The Wireless Set No. 19 Homepage


W.S. No. 19 Group
                                        Sig Telecom Sect of MAMH
                                        c/o 1309 Sunbury Rd, R.R. #2
                                        Inverary, Ontario
                                        CANADA     K0H 1X0

                                        12 1414 EST December 2000

Distribution List


Ref:    A.  19 Set Gp voice net, 12 Nov '00
        B.  19 Set Gp voice net, 10 Dec '00

Time Zone Used Throughout This Order is: EST

1.      SITUATION.  The Wireless Set no. 19 Group has a tradition of
mounting special operations to draw attention to historical events.  Such
an event occurred on 23 December 1900 when Reginald Aubrey Fessenden made the
first radio transmission in voice -- details of that historic event, and
other information on Fessenden can be found at

It seems fitting that the Wireless Set No. 19 Group should celebrate the 100th
 anniversary of this event by holding commemorative nets.

In keeping with the vintage radio aspects of the group,
it would be desirable for participants to use vacuum
tube equipment and amplitude modulation on that day.

2.      MISSION.  On 23 December 2000, the Wireless Set No. 19 Group will
hold AM nets to mark the 100th anniversary of the first voice transmission
by radio.

3.      EXECUTION.
        a.  General Outline.  Two AM voice nets, of approximately one hour
duration each will be held - one on 40 M and the other on 80 M.  During
these nets, outstations will check-in and provide a description of their
station.  These nets can also be used as an opportunity to log contacts for
the Vintage Operator's Award and to establish distance records with vintage

        b.  Grouping and Tasks.
                (1)  Net Control Station (NCS) - VA3ORP (alternate is VE3CBK).
                     Task is to organize and conduct the net.
                (2)  Outstations - all available W.S. No. 19 Group members
                     Task is to check-in per normal 19 Set Gp procedures

        c.  Co-ordinating Instructions.
               (1)  Date:      23 December 2000
               (2)  Time:      40 M net: 1400 - 1500 EST
                               80 M net: 2000 - 2100 EST
               (3)  Freq:      40 M net:  7.275 MHz (+/- 25 KHz)
                               80 M net:  3.975 MHz (+/- 25 KHz)
               (4)  Mode:      AM (MCW also permitted)
               (5)  C/S:       Collective call for net: '19 Set Net'
                               Outstation calls as issued by local governments
               (6)  Exchange:  per Vintage Op Award (C/S, name, RST, equipment
			       type, serial)
               (7)  Reports:   operating hints discovered during the net
should be reported to NCS ([email protected]) via email.
                (8)  Loss of Contact:  Outstations are reminded to search
aggressively for the NCS at the times listed.  NCS will transmit as close to
the listed frequency as possible (depending on QRM).  In the event that the
listed frequency is busy, preference will initially be given to going higher
in frequency.
		If no contact is established between NCS and any outstations
by H + :15, then the AM net is free and outstations may commence calling at
their discretion.  If no voice contact is established by H + :30, then NCS
will switch to high power CW operations on 7.017/3.703 MHz (+/- 5 KHz).

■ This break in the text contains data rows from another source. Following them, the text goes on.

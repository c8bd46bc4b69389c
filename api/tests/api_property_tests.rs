// Property-based tests for execute request decoding and response shape

use common::errors::{FailureClass, QueryError};
use common::models::{Direction, ExecuteRequest, ExecuteResponse, Operator};
use proptest::prelude::*;
use serde_json::{json, Value};

fn operator_strategy() -> impl Strategy<Value = (&'static str, Operator)> {
    prop_oneof![
        Just(("=", Operator::Eq)),
        Just(("!=", Operator::Ne)),
        Just((">", Operator::Gt)),
        Just((">=", Operator::Gte)),
        Just(("<", Operator::Lt)),
        Just(("<=", Operator::Lte)),
        Just(("like", Operator::Like)),
        Just(("not like", Operator::NotLike)),
    ]
}

// Camel-case and snake-case paging keys decode identically
#[test]
fn property_1_paging_key_aliases() {
    proptest!(|(page_index in any::<i64>(), page_limit in any::<i64>())| {
        let camel = json!({"pageIndex": page_index, "pageLimit": page_limit}).to_string();
        let snake = json!({"page_index": page_index, "page_limit": page_limit}).to_string();

        let camel = ExecuteRequest::from_slice(camel.as_bytes()).unwrap();
        let snake = ExecuteRequest::from_slice(snake.as_bytes()).unwrap();

        prop_assert_eq!(&camel, &snake);
        prop_assert_eq!(camel.page_index, page_index);
        prop_assert_eq!(camel.page_limit, page_limit);
    });
}

// Scalar comparison filters keep attribute, operator and value
#[test]
fn property_2_scalar_filters_decode() {
    proptest!(|(
        attr in "[a-z]{1,8}(\\.[a-z]{1,8})?",
        (op_text, op) in operator_strategy(),
        value in prop_oneof![
            any::<i64>().prop_map(Value::from),
            "[ -~]{0,16}".prop_map(Value::from),
            any::<bool>().prop_map(Value::from),
        ]
    )| {
        let body = json!({"filters": [{"attr": attr, "op": op_text, "val": value}]}).to_string();
        let request = ExecuteRequest::from_slice(body.as_bytes()).unwrap();

        prop_assert_eq!(request.filters.len(), 1);
        prop_assert_eq!(&request.filters[0].attr, &attr);
        prop_assert_eq!(request.filters[0].op, op);
        prop_assert_eq!(&request.filters[0].val, &value);
    });
}

// Membership filters need a non-empty array of scalars
#[test]
fn property_3_membership_filters_require_arrays() {
    proptest!(|(items in prop::collection::vec(any::<i32>(), 0..6), scalar in any::<i32>())| {
        let body = json!({"filters": [{"attr": "id", "op": "in", "val": items}]}).to_string();
        let decoded = ExecuteRequest::from_slice(body.as_bytes());
        prop_assert_eq!(decoded.is_ok(), !items.is_empty());

        let body = json!({"filters": [{"attr": "id", "op": "not in", "val": scalar}]}).to_string();
        prop_assert!(ExecuteRequest::from_slice(body.as_bytes()).is_err());
    });
}

// Sort terms decode from one- or two-element arrays
#[test]
fn property_4_sort_terms_decode() {
    proptest!(|(field in "[a-z_]{1,12}", direction in "[a-zA-Z]{0,5}", with_direction in any::<bool>())| {
        let term = if with_direction { json!([field, direction]) } else { json!([field]) };
        let body = json!({"sorts": [term]}).to_string();
        let request = ExecuteRequest::from_slice(body.as_bytes()).unwrap();

        let expected = if with_direction && direction.eq_ignore_ascii_case("asc") {
            Direction::Asc
        } else {
            Direction::Desc
        };
        prop_assert_eq!(&request.sorts[0].field, &field);
        prop_assert_eq!(request.sorts[0].direction, expected);
    });
}

// Whitespace-only bodies are the empty request
#[test]
fn property_5_blank_body_is_default_request() {
    proptest!(|(body in "[ \t\r\n]{0,12}")| {
        let request = ExecuteRequest::from_slice(body.as_bytes()).unwrap();
        prop_assert_eq!(request, ExecuteRequest::default());
    });
}

// Absent subjects are omitted from the response body; `sql` is always present
#[test]
fn property_6_response_shape() {
    proptest!(|(total in proptest::option::of(any::<i64>()), rows in proptest::option::of(0usize..4))| {
        let response = ExecuteResponse {
            total,
            data: rows.map(|n| {
                (0..n)
                    .map(|i| {
                        let mut row = serde_json::Map::new();
                        row.insert("id".to_string(), json!(i));
                        row
                    })
                    .collect()
            }),
            exec_time: "1.2ms".to_string(),
            ..Default::default()
        };
        let body = serde_json::to_value(&response).unwrap();

        prop_assert_eq!(body.get("total").is_some(), total.is_some());
        prop_assert_eq!(body.get("data").is_some(), rows.is_some());
        prop_assert_eq!(&body["sql"], &json!({}));
        prop_assert_eq!(&body["exec_time"], &json!("1.2ms"));
    });
}

// Only execution failures carry the statement text
#[test]
fn property_7_only_execution_failures_carry_sql() {
    proptest!(|(message in "[a-z ]{1,20}", sql in "SELECT [a-z]{1,10}")| {
        let failures = vec![
            QueryError::TemplateNotFound(message.clone()),
            QueryError::RequestDecodeFailed(message.clone()),
            QueryError::TokenResolutionFailed(message.clone()),
            QueryError::ExecutionFailed {
                subject: "data".to_string(),
                message: message.clone(),
                sql: sql.clone(),
            },
        ];

        for failure in &failures {
            let carries_sql = failure.class() == FailureClass::Execution;
            prop_assert_eq!(failure.sql().is_some(), carries_sql);
        }
        prop_assert_eq!(failures[3].sql(), Some(sql.as_str()));
    });
}
#![forbid(unsafe_code)]
//! Monochain node and wallet command line

use clap::Parser;
use monochain::cli::{execute, Cli};
use tracing_subscriber::EnvFilter;

#[tokio::main]
async fn main() -> Result<(), Box<dyn std::error::Error>> {
    tracing_subscriber::fmt()
        .with_env_filter(EnvFilter::try_from_default_env().unwrap_or_else(|_| EnvFilter::new("info")))
        .init();

    execute(Cli::parse()).await
}
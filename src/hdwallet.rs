//! HD key derivation (BIP-39 mnemonic, BIP-32 path `m/44'/60'/0'/0/{index}`)

use crate::crypto::{Address, KeyPair};
use crate::error::LedgerError;
use bip32::{DerivationPath, XPrv};
use bip39::Mnemonic;

/// Well-known devnet phrase. Genesis funds the first accounts derived from it.
pub const DEVNET_MNEMONIC: &str =
    "margin bounce nominee submit pupil duty bird daughter hotel onion wave write";

pub fn derivation_path(index: u32) -> String {
    format!("m/44'/60'/0'/0/{}", index)
}

/// Derives the signing key for `index` under the account-level path.
pub fn derive_keypair(mnemonic: &str, index: u32) -> Result<KeyPair, LedgerError> {
    let mnemonic = Mnemonic::parse(mnemonic)
        .map_err(|e| LedgerError::Crypto(format!("Invalid mnemonic: {}", e)))?;
    let seed = mnemonic.to_seed("");

    let path: DerivationPath = derivation_path(index)
        .parse()
        .map_err(|e| LedgerError::Crypto(format!("Invalid derivation path: {}", e)))?;
    let xprv = XPrv::derive_from_path(seed, &path)
        .map_err(|e| LedgerError::Crypto(format!("Key derivation failed: {}", e)))?;

    let secret: [u8; 32] = xprv.to_bytes();
    KeyPair::from_secret_bytes(&secret)
}

pub fn derive_address(mnemonic: &str, index: u32) -> Result<Address, LedgerError> {
    Ok(derive_keypair(mnemonic, index)?.address())
}
//! Scheduled block assembly for the validator role.

use crate::blockchain::Block;
use crate::crypto::KeyPair;
use crate::error::Result;
use crate::mempool::Mempool;
use crate::persistence::Storage;
use crate::transaction::verify_transactions;
use std::sync::Arc;
use std::time::Duration;
use tokio::sync::watch;
use tokio::time::MissedTickBehavior;
use tracing::{debug, error, info};

pub const DEFAULT_BLOCK_INTERVAL: Duration = Duration::from_secs(5);

pub struct BlockProducer {
    storage: Arc<Storage>,
    mempool: Arc<Mempool>,
    keypair: KeyPair,
    interval: Duration,
}

impl BlockProducer {
    pub fn new(
        storage: Arc<Storage>,
        mempool: Arc<Mempool>,
        keypair: KeyPair,
        interval: Duration,
    ) -> Self {
        Self {
            storage,
            mempool,
            keypair,
            interval,
        }
    }

    /// One assembly round: snapshot the mempool, keep what verifies against
    /// committed state, then sign and commit the next block.
    ///
    /// Snapshot hashes leave the mempool only after the commit succeeds, so a
    /// failed round changes nothing.
    pub fn produce_block(&self) -> Result<Block> {
        let snapshot = self.mempool.snapshot();

        let (tip, outcome) = self.storage.view(|view| {
            let tip = view.get_tip()?;
            Ok((tip, verify_transactions(&snapshot, view)?))
        })?;

        let mut accepted = outcome.accepted;
        let height = tip.height + 1;
        for tx in &mut accepted {
            tx.block_height = height;
        }

        let mut block = Block::new(
            height,
            tip.hash,
            self.keypair.address(),
            accepted.iter().map(|tx| tx.hash).collect(),
        );
        block.sign(&self.keypair)?;

        self.storage.commit_block(&block, &accepted)?;

        let staged: Vec<_> = snapshot.iter().map(|tx| tx.hash).collect();
        self.mempool.remove(&staged);

        info!(
            height = block.height,
            hash = %block.hash_str(),
            included = accepted.len(),
            rejected = outcome.rejected.len(),
            "Produced block"
        );
        Ok(block)
    }

    /// Produces a block every interval until `shutdown` flips to `true`.
    /// Rounds run inline, so a slow round delays the next tick instead of
    /// overlapping it.
    pub async fn run(self: Arc<Self>, mut shutdown: watch::Receiver<bool>) {
        let mut ticker = tokio::time::interval(self.interval);
        ticker.set_missed_tick_behavior(MissedTickBehavior::Skip);
        // First tick completes immediately.
        ticker.tick().await;

        info!(interval_ms = self.interval.as_millis() as u64, "Block producer started");

        loop {
            if *shutdown.borrow() {
                break;
            }

            tokio::select! {
                biased;

                changed = shutdown.changed() => {
                    if changed.is_err() {
                        break;
                    }
                    continue;
                }
                _ = ticker.tick() => {}
            }

            let producer = Arc::clone(&self);
            match tokio::task::spawn_blocking(move || producer.produce_block()).await {
                Ok(Ok(block)) => debug!(height = block.height, "Block round complete"),
                Ok(Err(e)) => error!(error = %e, "Block round failed"),
                Err(e) => error!(error = %e, "Block round panicked"),
            }
        }

        info!("Block producer stopped");
    }
}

4.      SERVICE SUPPORT. Nil for equipment.  Station VE3RCS at the Canadian
Forces Communications and Electronics Museum (Kingston) will provide assistance in
preparation of a commemorative certificate,  postage to be paid by individual

5.      COMMAND AND SIGNAL.  In command for this operation is David
Lawrence, VA3ORP.  He may be reached by telephone at (613) 387-2094
(between 0800 and 2300 hrs EST) and by email at [email protected]  In the absence of
D. Lawrence, Chris Bisaillion, VE3CBK, shall take command.  He may be reached
at (613) 592-2008 (between 0800 and 2000 hrs EST) and by email at
 [email protected]

Acknowledgement:  Outstations planning to participate in this event should
advise VA3ORP not later than 2000 hrs EST on 22 December 2000.

(original signed by)

D.G. Lawrence, VA3ORP
NCS, W.S. No. 19 Gp

Distribution List
        [email protected]
        VE3BDB (for website)
        VA3ORP (file copy)


						Wireless Set No. 19 Group
						Sig/Telecom Sect of MAMH
						c/o 1309 Sunbury Rd, R.R. #2
						Inverary, Ontario
						CANADA  K0H 1X0

						27 December 2000

Final Report - Operation "FESSENDEN"


1.	Background.  Operation "FESSENDEN" was a special event in which members of
the Wireless Set No. 19 Group used vintage radio equipment to mark the 100th
anniversary of the first wireless voice transmission.  The original event
occurred on 23 December 1900 when Reginald Aubrey Fessenden sent a voice message
over a distance of one mile.  The equipment used for that experiment was a
spark transmitter having a spark rate of 10,000 Hz.  A carbon microphone in the
antenna lead was used to produce amplitude modulation.  A good biography of
Fessenden and his experiments can be found at:
"".  Queen's University
(Special Collections) also has an interesting collection of original
documents and copies of magazine articles related to Fessenden.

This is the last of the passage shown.